[Dataset items]
>>>>>

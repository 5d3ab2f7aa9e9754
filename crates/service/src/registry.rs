use crate::category_service::CategoryService;
use crate::client_service::ClientService;
use crate::order_service::OrderService;
use crate::priority_service::PriorityService;
use crate::repository::Repositories;

/// All services wired to one set of repositories.
pub struct Services {
    pub categories: CategoryService,
    pub orders: OrderService,
    pub clients: ClientService,
    pub priorities: PriorityService,
}

impl Services {
    pub fn new(repos: Repositories) -> Self {
        Self {
            categories: CategoryService::new(repos.categories),
            orders: OrderService::new(repos.orders, repos.clients.clone(), repos.priorities.clone()),
            clients: ClientService::new(repos.clients),
            priorities: PriorityService::new(repos.priorities),
        }
    }

    pub fn in_memory() -> Self {
        Self::new(Repositories::in_memory())
    }
}
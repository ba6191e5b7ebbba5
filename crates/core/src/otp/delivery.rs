//! Email/SMS gateway seam for verification codes.

use std::sync::atomic::{AtomicBool, Ordering};
use std::sync::Mutex;

use async_trait::async_trait;

use crate::contact::mask_contact;
use crate::types::{CodePurpose, ContactMethod, Timestamp};

#[derive(Debug, thiserror::Error)]
pub enum DeliveryError {
    #[error("gateway rejected the message: {0}")]
    Rejected(String),
    #[error("gateway unavailable")]
    Unavailable,
}

/// A message handed to the gateway.
#[derive(Debug, Clone)]
pub struct CodeMessage<'a> {
    pub method: ContactMethod,
    /// Normalised contact value.
    pub contact: &'a str,
    pub code: &'a str,
    pub purpose: CodePurpose,
    pub expires_at: Timestamp,
}

/// Delivers a verification code to the person who requested it.
///
/// Implementations must not log the code.
#[async_trait]
pub trait CodeDelivery: Send + Sync {
    async fn deliver(&self, message: CodeMessage<'_>) -> Result<(), DeliveryError>;

    /// Whether the gateway is currently reachable.
    async fn health(&self) -> bool {
        true
    }
}

/// Development gateway: records that a message would have been sent.
#[derive(Debug, Default)]
pub struct LoggingDelivery;

#[async_trait]
impl CodeDelivery for LoggingDelivery {
    async fn deliver(&self, message: CodeMessage<'_>) -> Result<(), DeliveryError> {
        tracing::info!(
            method = message.method.as_str(),
            contact = %mask_contact(message.contact),
            purpose = message.purpose.as_str(),
            expires_at = %message.expires_at,
            "Verification code dispatched"
        );
        Ok(())
    }
}

/// A code captured by [`RecordingDelivery`].
#[derive(Debug, Clone, PartialEq, Eq)]
pub struct DeliveredCode {
    pub contact: String,
    pub code: String,
    pub purpose: CodePurpose,
}

/// In-process gateway that keeps delivered codes in memory so integration
/// tests can complete a verification round trip. Can be switched into a
/// failing state to exercise gateway outages.
#[derive(Debug, Default)]
pub struct RecordingDelivery {
    sent: Mutex<Vec<DeliveredCode>>,
    failing: AtomicBool,
}

impl RecordingDelivery {
    pub fn new() -> Self {
        Self::default()
    }

    pub fn set_failing(&self, failing: bool) {
        self.failing.store(failing, Ordering::SeqCst);
    }

    /// Most recent code delivered to `contact` (normalised form).
    pub fn last_code_for(&self, contact: &str) -> Option<String> {
        self.sent
            .lock()
            .unwrap_or_else(|e| e.into_inner())
            .iter()
            .rev()
            .find(|d| d.contact == contact)
            .map(|d| d.code.clone())
    }

    pub fn sent_count(&self) -> usize {
        self.sent.lock().unwrap_or_else(|e| e.into_inner()).len()
    }
}

#[async_trait]
impl CodeDelivery for RecordingDelivery {
    async fn deliver(&self, message: CodeMessage<'_>) -> Result<(), DeliveryError> {
        if self.failing.load(Ordering::SeqCst) {
            return Err(DeliveryError::Unavailable);
        }
        self.sent
            .lock()
            .unwrap_or_else(|e| e.into_inner())
            .push(DeliveredCode {
                contact: message.contact.to_string(),
                code: message.code.to_string(),
                purpose: message.purpose,
            });
        Ok(())
    }

    async fn health(&self) -> bool {
        !self.failing.load(Ordering::SeqCst)
    }
}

<<<<<

Extract every line above containing the word "filename".

filename crates/service/src/registry.rs
filename crates/core/src/otp/delivery.rs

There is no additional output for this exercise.